» PROBLEM TO WORK ON:
Every line from the start of the records below to the line containing "use crate::analysis::token::Token;" should be retyped exactly, that line included, and no others.
◇ ◇ ◇ ◇
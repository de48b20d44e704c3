//! Main spelling corrector that combines the correction sources.
//!
//! For each token that is not negation-tagged and has at least three
//! characters, the corrector tries in order:
//!
//! 1. the user [`CorrectionDictionary`] (when custom corrections are enabled)
//! 2. for English, the optional [`DictionaryChecker`]
//! 3. for Turkish, the [`PatternCorrector`]
//!
//! The first source that applies decides the result.

use std::sync::Arc;

use log::debug;

use crate::analysis::token::Token;
use crate::language::Language;
use crate::spelling::checker::DictionaryChecker;
use crate::spelling::dictionary::CorrectionDictionary;
use crate::spelling::pattern::PatternCorrector;

/// Tokens shorter than this are never corrected.
pub const MIN_CORRECTION_LENGTH: usize = 3;

/// Spelling corrector over shared, read-only correction sources.
#[derive(Clone)]
pub struct SpellCorrector {
    dictionary: Arc<CorrectionDictionary>,
    patterns: Arc<PatternCorrector>,
    checker: Option<Arc<dyn DictionaryChecker>>,
    use_custom: bool,
}

impl std::fmt::Debug for SpellCorrector {
    fn fmt(&self, f: &mut std::fmt::Formatter<'_>) -> std::fmt::Result {
        f.debug_struct("SpellCorrector")
            .field("dictionary_entries", &self.dictionary.len())
            .field("checker", &self.checker.as_ref().map(|c| c.name()))
            .field("use_custom", &self.use_custom)
            .finish()
    }
}

impl SpellCorrector {
    /// Create a corrector without an English checker.
    pub fn new(dictionary: Arc<CorrectionDictionary>, patterns: Arc<PatternCorrector>) -> Self {
        SpellCorrector {
            dictionary,
            patterns,
            checker: None,
            use_custom: true,
        }
    }

    /// Attach the dictionary checker used for English tokens.
    pub fn with_checker(mut self, checker: Option<Arc<dyn DictionaryChecker>>) -> Self {
        self.checker = checker;
        self
    }

    /// Enable or disable lookups in the correction dictionary.
    pub fn with_custom_corrections(mut self, enabled: bool) -> Self {
        self.use_custom = enabled;
        self
    }

    /// Whether an English checker is attached.
    pub fn has_checker(&self) -> bool {
        self.checker.is_some()
    }

    /// Correct a single word. Negation tags are not recognised here.
    pub fn correct_word(&self, word: &str, language: Language) -> String {
        if word.chars().count() < MIN_CORRECTION_LENGTH {
            return word.to_string();
        }

        if self.use_custom
            && let Some(replacement) = self.dictionary.get(word)
        {
            debug!("Custom correction: {word} -> {replacement}");
            return replacement.to_string();
        }

        match language {
            Language::English => self.correct_english(word),
            Language::Turkish => self.patterns.correct(word),
        }
    }

    fn correct_english(&self, word: &str) -> String {
        let Some(checker) = &self.checker else {
            return word.to_string();
        };

        let lower = word.to_lowercase();
        if checker.is_known(&lower) {
            return word.to_string();
        }
        match checker.suggest(&lower) {
            Some(suggestion) if suggestion != lower => {
                debug!("Dictionary correction: {word} -> {suggestion}");
                suggestion
            }
            _ => word.to_string(),
        }
    }

    /// Correct a token, leaving negation-tagged tokens untouched.
    pub fn correct_token(&self, token: &Token, language: Language) -> Token {
        if token.is_negated() {
            return token.clone();
        }
        token.with_text(self.correct_word(&token.text, language))
    }

    /// Correct a sequence of surface tokens.
    ///
    /// Tokens ending in a rendered negation tag are passed through as given.
    pub fn correct<S: AsRef<str>>(&self, tokens: &[S], language: Language) -> Vec<String> {
        tokens
            .iter()
            .map(|surface| {
                let surface = surface.as_ref();
                if Token::from_surface(surface, 0).is_negated() {
                    surface.to_string()
                } else {
                    self.correct_word(surface, language)
                }
            })
            .collect()
    }
}

#[cfg(test)]
mod tests {
    use super::*;
    use crate::analysis::token::NegationTag;
    use crate::spelling::checker::FrequencyChecker;

    fn corrector(pairs: &[(&str, &str)]) -> SpellCorrector {
        SpellCorrector::new(
            Arc::new(CorrectionDictionary::from_pairs(pairs.iter().copied())),
            Arc::new(PatternCorrector::new().unwrap()),
        )
    }

    #[test]
    fn test_dictionary_takes_precedence() {
        // "porgram" is also a pattern-table entry
        let corrector = corrector(&[("porgram", "programlama")]);
        assert_eq!(
            corrector.correct_word("porgram", Language::Turkish),
            "programlama"
        );

        let corrector = corrector.with_custom_corrections(false);
        assert_eq!(corrector.correct_word("porgram", Language::Turkish), "program");
    }

    #[test]
    fn test_short_and_negated_tokens_skipped() {
        let corrector = corrector(&[("ok", "okey"), ("gzl", "güzel")]);
        assert_eq!(corrector.correct_word("ok", Language::Turkish), "ok");

        let token = Token::new("gzl", 0).with_negation(NegationTag::Neg);
        assert_eq!(corrector.correct_token(&token, Language::Turkish), token);

        let corrected = corrector.correct(&["gzl_NEG", "gzl"], Language::Turkish);
        assert_eq!(corrected, ["gzl_NEG", "güzel"]);
    }

    #[test]
    fn test_english_uses_checker() {
        let checker: Arc<dyn DictionaryChecker> =
            Arc::new(FrequencyChecker::from_words(["quality", "product"]));
        let corrector = corrector(&[]).with_checker(Some(checker));

        assert_eq!(corrector.correct_word("qualty", Language::English), "quality");
        assert_eq!(corrector.correct_word("product", Language::English), "product");
        // no suggestion within reach
        assert_eq!(corrector.correct_word("xylophone", Language::English), "xylophone");
    }

    #[test]
    fn test_english_without_checker_keeps_words() {
        let corrector = corrector(&[]);
        assert!(!corrector.has_checker());
        // Turkish patterns do not apply to English text
        assert_eq!(corrector.correct_word("goooood", Language::English), "goooood");
    }
}
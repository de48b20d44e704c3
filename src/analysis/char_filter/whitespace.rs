//! Whitespace collapsing.

use super::CharFilter;

/// Collapses whitespace runs to a single space and trims both ends.
#[derive(Clone, Debug, Default)]
pub struct CollapseWhitespaceCharFilter;

impl CollapseWhitespaceCharFilter {
    /// Create a new whitespace collapsing char filter.
    pub fn new() -> Self {
        CollapseWhitespaceCharFilter
    }
}

impl CharFilter for CollapseWhitespaceCharFilter {
    fn filter(&self, input: &str) -> String {
        input.split_whitespace().collect::<Vec<_>>().join(" ")
    }

    fn name(&self) -> &'static str {
        "collapse_whitespace"
    }
}
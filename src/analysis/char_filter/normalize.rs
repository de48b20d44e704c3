//! Language-specific character normalization.

use super::CharFilter;
use crate::language::Language;

/// Character mappings applied before digits and punctuation are stripped.
///
/// Both tables are currently empty: Turkish text is passed through untouched
/// and the stage only reserves its place in the stage order.
const TURKISH_MAPPINGS: &[(&str, &str)] = &[];
const ENGLISH_MAPPINGS: &[(&str, &str)] = &[];

/// Applies the mapping table of one language.
#[derive(Clone, Debug)]
pub struct LanguageNormalizeCharFilter {
    language: Language,
    mappings: &'static [(&'static str, &'static str)],
}

impl LanguageNormalizeCharFilter {
    /// Create the normalizer for `language`.
    pub fn new(language: Language) -> Self {
        let mappings = match language {
            Language::Turkish => TURKISH_MAPPINGS,
            Language::English => ENGLISH_MAPPINGS,
        };
        LanguageNormalizeCharFilter { language, mappings }
    }

    /// The language this normalizer belongs to.
    pub fn language(&self) -> Language {
        self.language
    }
}

impl CharFilter for LanguageNormalizeCharFilter {
    fn filter(&self, input: &str) -> String {
        self.mappings
            .iter()
            .fold(input.to_string(), |text, (from, to)| text.replace(from, to))
    }

    fn name(&self) -> &'static str {
        "normalize"
    }
}
//! Token filter implementations for token transformation.
//!
//! Filters receive the stream produced by the tokenizer and implement the
//! token-level stages of the cleaning pipeline. Every filter except
//! [`short_token::ShortTokenFilter`] leaves negation-tagged tokens alone.
//!
//! # Available Filters
//!
//! - [`negation::NegationFilter`] - Merges and marks negated tokens
//! - [`stop::StopFilter`] - Removes stop words
//! - [`spelling::SpellCorrectionFilter`] - Dictionary and pattern based correction
//! - [`stem::StemFilter`] - Conservative suffix stripping
//! - [`lemma::LemmaFilter`] - Lemmatization through a morphological analyzer
//! - [`short_token::ShortTokenFilter`] - Drops single-letter leftovers
//!
//! # Examples
//!
//! ```
//! use metin::analysis::token_filter::Filter;
//! use metin::analysis::token_filter::stop::StopFilter;
//! use metin::analysis::token::Token;
//!
//! let filter = StopFilter::from_words(vec!["ve", "bu"]);
//! let tokens = vec![Token::new("bu", 0), Token::new("ürün", 1)];
//! let filtered: Vec<_> = filter.filter(Box::new(tokens.into_iter()))
//!     .unwrap()
//!     .collect();
//!
//! assert_eq!(filtered.len(), 1);
//! assert_eq!(filtered[0].text, "ürün");
//! ```
//!
//! # Filter Chaining
//!
//! The pipeline applies the filters in a fixed order:
//!
//! ```text
//! Tokenizer → Negation → Stop Words → Spelling → Stem/Lemma → Short Tokens
//! ```

use crate::analysis::token::TokenStream;
use crate::error::Result;

/// Trait for filters that transform token streams.
///
/// The trait requires `Send + Sync` to allow use in concurrent contexts.
///
/// # Examples
///
/// Implementing a custom filter:
///
/// ```
/// use metin::analysis::token::{Token, TokenStream};
/// use metin::analysis::token_filter::Filter;
/// use metin::error::Result;
///
/// struct ReverseFilter;
///
/// impl Filter for ReverseFilter {
///     fn filter(&self, tokens: TokenStream) -> Result<TokenStream> {
///         let reversed: Vec<Token> = tokens
///             .map(|mut t| {
///                 t.text = t.text.chars().rev().collect();
///                 t
///             })
///             .collect();
///         Ok(Box::new(reversed.into_iter()))
///     }
///
///     fn name(&self) -> &'static str {
///         "reverse"
///     }
/// }
/// ```
pub trait Filter: Send + Sync {
    /// Apply this filter to a token stream.
    fn filter(&self, tokens: TokenStream) -> Result<TokenStream>;

    /// Get the name of this filter (for logging and traces).
    fn name(&self) -> &'static str;
}

pub mod lemma;
pub mod negation;
pub mod short_token;
pub mod spelling;
pub mod stem;
pub mod stop;
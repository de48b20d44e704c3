//! Error types for the Metin library.
//!
//! All fallible operations return [`MetinError`] through the crate-wide
//! [`Result`] alias.
//!
//! # Examples
//!
//! ```
//! use metin::error::{MetinError, Result};
//!
//! fn example_operation() -> Result<()> {
//!     Err(MetinError::invalid_argument("Invalid input"))
//! }
//!
//! match example_operation() {
//!     Ok(_) => println!("Success"),
//!     Err(e) => eprintln!("Error: {}", e),
//! }
//! ```

use std::io;

use thiserror::Error;

/// The main error type for Metin operations.
///
/// Transformation failures inside the cleaning pipeline are recovered locally
/// and never surface as this type; it is reserved for input, configuration and
/// file-system problems the caller has to see.
#[derive(Error, Debug)]
pub enum MetinError {
    /// I/O errors (dictionary files, corpus files, output files)
    #[error("I/O error: {0}")]
    Io(#[from] io::Error),

    /// Analysis-related errors (tokenization, filtering, lemmatization)
    #[error("Analysis error: {0}")]
    Analysis(String),

    /// Corpus-related errors (missing columns, undecodable records)
    #[error("Corpus error: {0}")]
    Corpus(String),

    /// Configuration errors
    #[error("Configuration error: {0}")]
    Config(String),

    /// Invalid argument
    #[error("Invalid argument: {0}")]
    InvalidArgument(String),

    /// JSON serialization/deserialization errors
    #[error("JSON error: {0}")]
    Json(#[from] serde_json::Error),

    /// CSV reading/writing errors
    #[error("CSV error: {0}")]
    Csv(#[from] csv::Error),

    /// Generic anyhow error
    #[error("Anyhow error: {0}")]
    Anyhow(#[from] anyhow::Error),
}

/// Result type alias for operations that may fail with MetinError.
pub type Result<T> = std::result::Result<T, MetinError>;

impl MetinError {
    /// Create a new analysis error.
    pub fn analysis<S: Into<String>>(msg: S) -> Self {
        MetinError::Analysis(msg.into())
    }

    /// Create a new corpus error.
    pub fn corpus<S: Into<String>>(msg: S) -> Self {
        MetinError::Corpus(msg.into())
    }

    /// Create a new invalid config error.
    pub fn invalid_config<S: Into<String>>(msg: S) -> Self {
        MetinError::Config(msg.into())
    }

    /// Create a new invalid argument error.
    pub fn invalid_argument<S: Into<String>>(msg: S) -> Self {
        MetinError::InvalidArgument(msg.into())
    }
}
◇ ◇ ◇ ◇
» EXERCISE OUTPUT:
repository de48b20d44e704c3
//! Main spelling corrector that combines the correction sources.
//!
//! For each token that is not negation-tagged and has at least three
//! characters, the corrector tries in order:
//!
//! 1. the user [`CorrectionDictionary`] (when custom corrections are enabled)
//! 2. for English, the optional [`DictionaryChecker`]
//! 3. for Turkish, the [`PatternCorrector`]
//!
//! The first source that applies decides the result.

use std::sync::Arc;

use log::debug;

use crate::analysis::token::Token;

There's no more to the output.